Commenting on the report, Tanya Ward, Chief Executive of the Children’s Rights Alliance, said: “Ireland has rightly promised to provide support for people fleeing war and persecution through the Irish Refugee Protection Programme. Our history of mass emigration means that we know in our hearts what it is like to arrive in a new country not knowing what the future holds.
“Important steps have been taken to respond to the refugee crisis and many communities have shown remarkable generosity. However, Ireland needs to provide a safe haven to a bigger group of refugee children. Many children are waiting in Greece and the Middle East in unsafe conditions and exposed to exploitation and abuse.”
Dr. Karen Smith, one of the study’s co-authors stated: “What shone through from our study was the eagerness of young refugees and their parents to participate in Irish society and their aspirations for a 'bright future' in Ireland. The findings from service providers demonstrate goodwill and willingness to go above and beyond to offer welcome and support, but also point to the pressing need for a more systematic and evidence-based approach to implementation of resettlement programmes, greater training and support for service providers, as well as ongoing monitoring and evaluation.”

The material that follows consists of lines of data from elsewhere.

//! 运行时配置 (Runtime Configuration)
//!
//! 前端没有环境变量，配置在构建时通过 `option_env!` 注入，
//! 未定义时使用默认值。例如：
//!
//! ```text
//! TASKHUB_API_BASE=https://todo.example.com/api trunk build --release
//! ```

/// 默认值：开发时由 dev server 把 `/api` 代理到后端
const DEFAULT_API_BASE: &str = "/api";
const DEFAULT_TIMEOUT_MS: u32 = 10_000;
const DEFAULT_LOG_LEVEL: log::LevelFilter = log::LevelFilter::Info;

/// 客户端配置
#[derive(Debug, Clone, PartialEq)]
pub struct ClientConfig {
    /// API 根路径，末尾不带 `/`
    pub api_base: String,
    /// 单个请求的超时时间（毫秒）
    pub timeout_ms: u32,
    pub log_level: log::LevelFilter,
}

impl Default for ClientConfig {
    fn default() -> Self {
        Self::new(DEFAULT_API_BASE)
    }
}

impl ClientConfig {
    pub fn new(api_base: &str) -> Self {
        Self {
            api_base: api_base.trim_end_matches('/').to_string(),
            timeout_ms: DEFAULT_TIMEOUT_MS,
            log_level: DEFAULT_LOG_LEVEL,
        }
    }

    /// 读取构建时注入的配置
    pub fn from_build_env() -> Self {
        Self::resolve(
            option_env!("TASKHUB_API_BASE"),
            option_env!("TASKHUB_TIMEOUT_MS"),
            option_env!("TASKHUB_LOG_LEVEL"),
        )
    }

    fn resolve(api_base: Option<&str>, timeout_ms: Option<&str>, log_level: Option<&str>) -> Self {
        let mut config = Self::new(api_base.filter(|v| !v.is_empty()).unwrap_or(DEFAULT_API_BASE));

        if let Some(ms) = timeout_ms.and_then(|v| v.parse::<u32>().ok()) {
            config.timeout_ms = ms;
        }
        if let Some(level) = log_level.and_then(|v| v.parse::<log::LevelFilter>().ok()) {
            config.log_level = level;
        }
        config
    }

    /// 拼接完整 URL
    pub fn url(&self, path: &str) -> String {
        if path.starts_with('/') {
            format!("{}{}", self.api_base, path)
        } else {
            format!("{}/{}", self.api_base, path)
        }
    }
}

#[cfg(test)]
mod tests {
    use super::*;

    #[test]
    fn defaults_apply_when_nothing_is_injected() {
        let config = ClientConfig::resolve(None, None, None);
        assert_eq!(config.api_base, "/api");
        assert_eq!(config.timeout_ms, 10_000);
        assert_eq!(config.log_level, log::LevelFilter::Info);
    }

    #[test]
    fn injected_values_override_defaults() {
        let config = ClientConfig::resolve(
            Some("https://todo.example.com/api/"),
            Some("2500"),
            Some("debug"),
        );
        assert_eq!(config.api_base, "https://todo.example.com/api");
        assert_eq!(config.timeout_ms, 2500);
        assert_eq!(config.log_level, log::LevelFilter::Debug);
    }

    #[test]
    fn invalid_values_fall_back() {
        let config = ClientConfig::resolve(Some(""), Some("soon"), Some("loud"));
        assert_eq!(config, ClientConfig::default());
    }

    #[test]
    fn url_joins_with_a_single_slash() {
        let config = ClientConfig::new("/api");
        assert_eq!(config.url("/tasks/"), "/api/tasks/");
        assert_eq!(config.url("tasks/1"), "/api/tasks/1");
    }
}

Dr. Muireann Ní Raghallaigh stated: “A key message from the young people who participated in the study related to the importance of not treating refugees as a homogenous group. Instead, policy makers and service providers need to be aware of differences in backgrounds and experiences and ensure that service provision is needs-focused, child-centred and individualised.”
The Children’s Rights Alliance has noted recommendations in the following key areas:
- Develop a framework and strategy for the implementation of the Irish Refugee Protection Programme.

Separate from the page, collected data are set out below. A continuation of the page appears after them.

use crate::components::icons::CheckSquare;
use crate::components::toast::use_notifier;
use crate::store::use_store;
use crate::web::route::AppRoute;
use crate::web::router::{Link, use_router};
use leptos::prelude::*;
use leptos::task::spawn_local;
use taskhub_shared::RegisterRequest;

/// 登录 / 注册页面共用的外框
#[component]
fn AuthCard(subtitle: &'static str, children: Children) -> impl IntoView {
    view! {
        <div class="hero min-h-screen bg-base-200">
            <div class="hero-content flex-col w-full max-w-md">
                <div class="text-center mb-4">
                    <div class="flex flex-col items-center gap-2">
                        <div class="p-3 bg-primary/10 rounded-2xl text-primary">
                            <CheckSquare attr:class="h-8 w-8" />
                        </div>
                        <h1 class="text-3xl font-bold">"TaskHub"</h1>
                        <p class="text-base-content/70">{subtitle}</p>
                    </div>
                </div>

                <div class="card shrink-0 w-full shadow-2xl bg-base-100">{children()}</div>
            </div>
        </div>
    }
}

#[component]
fn ErrorAlert(message: ReadSignal<Option<String>>) -> impl IntoView {
    view! {
        <Show when=move || message.get().is_some()>
            <div role="alert" class="alert alert-error text-sm py-2">
                <svg xmlns="http://www.w3.org/2000/svg" class="stroke-current shrink-0 h-6 w-6" fill="none" viewBox="0 0 24 24"><path stroke-linecap="round" stroke-linejoin="round" stroke-width="2" d="M10 14l2-2m0 0l2-2m-2 2l-2-2m2 2l2 2m7-2a9 9 0 11-18 0 9 9 0 0118 0z" /></svg>
                <span>{move || message.get().unwrap_or_default()}</span>
            </div>
        </Show>
    }
}

#[component]
pub fn LoginPage() -> impl IntoView {
    let store = use_store();
    let router = use_router();

    let (username, set_username) = signal(String::new());
    let (password, set_password) = signal(String::new());
    let (is_submitting, set_is_submitting) = signal(false);
    let (error_msg, set_error_msg) = signal(Option::<String>::None);

    let on_submit = move |ev: leptos::web_sys::SubmitEvent| {
        ev.prevent_default();
        if username.get().trim().is_empty() || password.get().is_empty() {
            set_error_msg.set(Some("请输入用户名和密码".to_string()));
            return;
        }

        set_is_submitting.set(true);
        set_error_msg.set(None);

        let store = store.get();
        spawn_local(async move {
            match store.login(username.get_untracked().trim(), &password.get_untracked()).await {
                Ok(_) => router.go(AppRoute::auth_success_redirect()),
                Err(e) => set_error_msg.set(Some(e.user_message())),
            }
            set_is_submitting.set(false);
        });
    };

    view! {
        <AuthCard subtitle="登录以管理您的任务">
            <form class="card-body" on:submit=on_submit>
                <ErrorAlert message=error_msg />

                <div class="form-control">
                    <label class="label" for="username">
                        <span class="label-text">"用户名"</span>
                    </label>
                    <input
                        id="username"
                        type="text"
                        autocomplete="username"
                        on:input=move |ev| set_username.set(event_target_value(&ev))
                        prop:value=username
                        class="input input-bordered"
                        required
                    />
                </div>
                <div class="form-control">
                    <label class="label" for="password">
                        <span class="label-text">"密码"</span>
                    </label>
                    <input
                        id="password"
                        type="password"
                        placeholder="••••••••"
                        autocomplete="current-password"
                        on:input=move |ev| set_password.set(event_target_value(&ev))
                        prop:value=password
                        class="input input-bordered"
                        required
                    />
                </div>
                <div class="form-control mt-6">
                    <button class="btn btn-primary" disabled=move || is_submitting.get()>
                        {move || if is_submitting.get() {
                            view! { <span class="loading loading-spinner"></span> "登录中..." }.into_any()
                        } else {
                            "登录".into_any()
                        }}
                    </button>
                </div>
                <p class="text-sm text-center mt-2">
                    "还没有账号？" <Link to=AppRoute::Register class="link link-primary">"注册"</Link>
                </p>
            </form>
        </AuthCard>
    }
}

#[component]
pub fn RegisterPage() -> impl IntoView {
    let store = use_store();
    let router = use_router();
    let notifier = use_notifier();

    let (username, set_username) = signal(String::new());
    let (email, set_email) = signal(String::new());
    let (password, set_password) = signal(String::new());
    let (confirm, set_confirm) = signal(String::new());
    let (is_submitting, set_is_submitting) = signal(false);
    let (error_msg, set_error_msg) = signal(Option::<String>::None);

    let on_submit = move |ev: leptos::web_sys::SubmitEvent| {
        ev.prevent_default();
        if password.get() != confirm.get() {
            set_error_msg.set(Some("两次输入的密码不一致".to_string()));
            return;
        }

        set_is_submitting.set(true);
        set_error_msg.set(None);

        let req = RegisterRequest {
            username: username.get().trim().to_string(),
            email: email.get().trim().to_string(),
            password: password.get(),
        };
        let store = store.get();
        spawn_local(async move {
            match store.register(req).await {
                Ok(_) => {
                    notifier.success("注册成功，请登录");
                    router.go(AppRoute::Login);
                }
                Err(e) => set_error_msg.set(Some(e.user_message())),
            }
            set_is_submitting.set(false);
        });
    };

    view! {
        <AuthCard subtitle="创建一个新账号">
            <form class="card-body" on:submit=on_submit>
                <ErrorAlert message=error_msg />

                <div class="form-control">
                    <label class="label" for="reg_username">
                        <span class="label-text">"用户名"</span>
                    </label>
                    <input id="reg_username" type="text" required
                        on:input=move |ev| set_username.set(event_target_value(&ev))
                        prop:value=username
                        class="input input-bordered"
                    />
                </div>
                <div class="form-control">
                    <label class="label" for="reg_email">
                        <span class="label-text">"邮箱"</span>
                    </label>
                    <input id="reg_email" type="email" required
                        on:input=move |ev| set_email.set(event_target_value(&ev))
                        prop:value=email
                        class="input input-bordered"
                    />
                </div>
                <div class="grid grid-cols-2 gap-4">
                    <div class="form-control">
                        <label class="label" for="reg_password">
                            <span class="label-text">"密码"</span>
                        </label>
                        <input id="reg_password" type="password" required
                            on:input=move |ev| set_password.set(event_target_value(&ev))
                            prop:value=password
                            class="input input-bordered w-full"
                        />
                    </div>
                    <div class="form-control">
                        <label class="label" for="reg_confirm">
                            <span class="label-text">"确认密码"</span>
                        </label>
                        <input id="reg_confirm" type="password" required
                            on:input=move |ev| set_confirm.set(event_target_value(&ev))
                            prop:value=confirm
                            class="input input-bordered w-full"
                        />
                    </div>
                </div>
                <div class="form-control mt-6">
                    <button class="btn btn-primary" disabled=move || is_submitting.get()>
                        {move || if is_submitting.get() {
                            view! { <span class="loading loading-spinner"></span> "提交中..." }.into_any()
                        } else {
                            "注册".into_any()
                        }}
                    </button>
                </div>
                <p class="text-sm text-center mt-2">
                    "已有账号？" <Link to=AppRoute::Login class="link link-primary">"登录"</Link>
                </p>
            </form>
        </AuthCard>
    }
}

- Develop and implement a monitoring and evaluation tool for resettlement support programmes.
- Develop a toolkit and training for community resettlement support staff.
- Review the effectiveness of the information provided to refugee parents and children.
- Provide all stakeholders working with refugee children with access to appropriate training courses on the impact of war, displacement and trauma on children; the challenges of resettlement; and intercultural and anti-racism awareness.
- Children and young people should be facilitated to engage in recreational activities with their peers in the local community.
- Staff in reception centres should receive appropriate cultural awareness and anti-racism training.
- Refugee children should have access to dental assessments upon arrival by a qualified dentist.
- The HSE should develop a programme and implementation plan to develop cultural competence in primary care and specialist mental health services that includes guidance and a training programme for staff on appropriate interventions and support for refugee children and families.
- Examine possible models for provision of formalised support to refugee students to support them in transitions within the educational system.
- Consult with refugee children and adults following their resettlement in the local community on how the resources allocated to the resettlement programme can best be utilised to meet their needs.
The report ‘Safe Haven: A Study on the Needs of Refugee Children Arriving in Ireland through the Irish Refugee Protection Programme’ was commissioned by the Children's Rights Alliance and carried out by Dr. Muireann Ní Raghallaigh and Dr. Karen Smith from the School of Social Policy, Social Work and Social Justice, UCD. The researchers gathered data using face-to-face focus group consultations with young resettled Syrian refugees. The researchers also interviewed children and young people, parents, service providers, professionals and officials. In total 77 people participated in the research.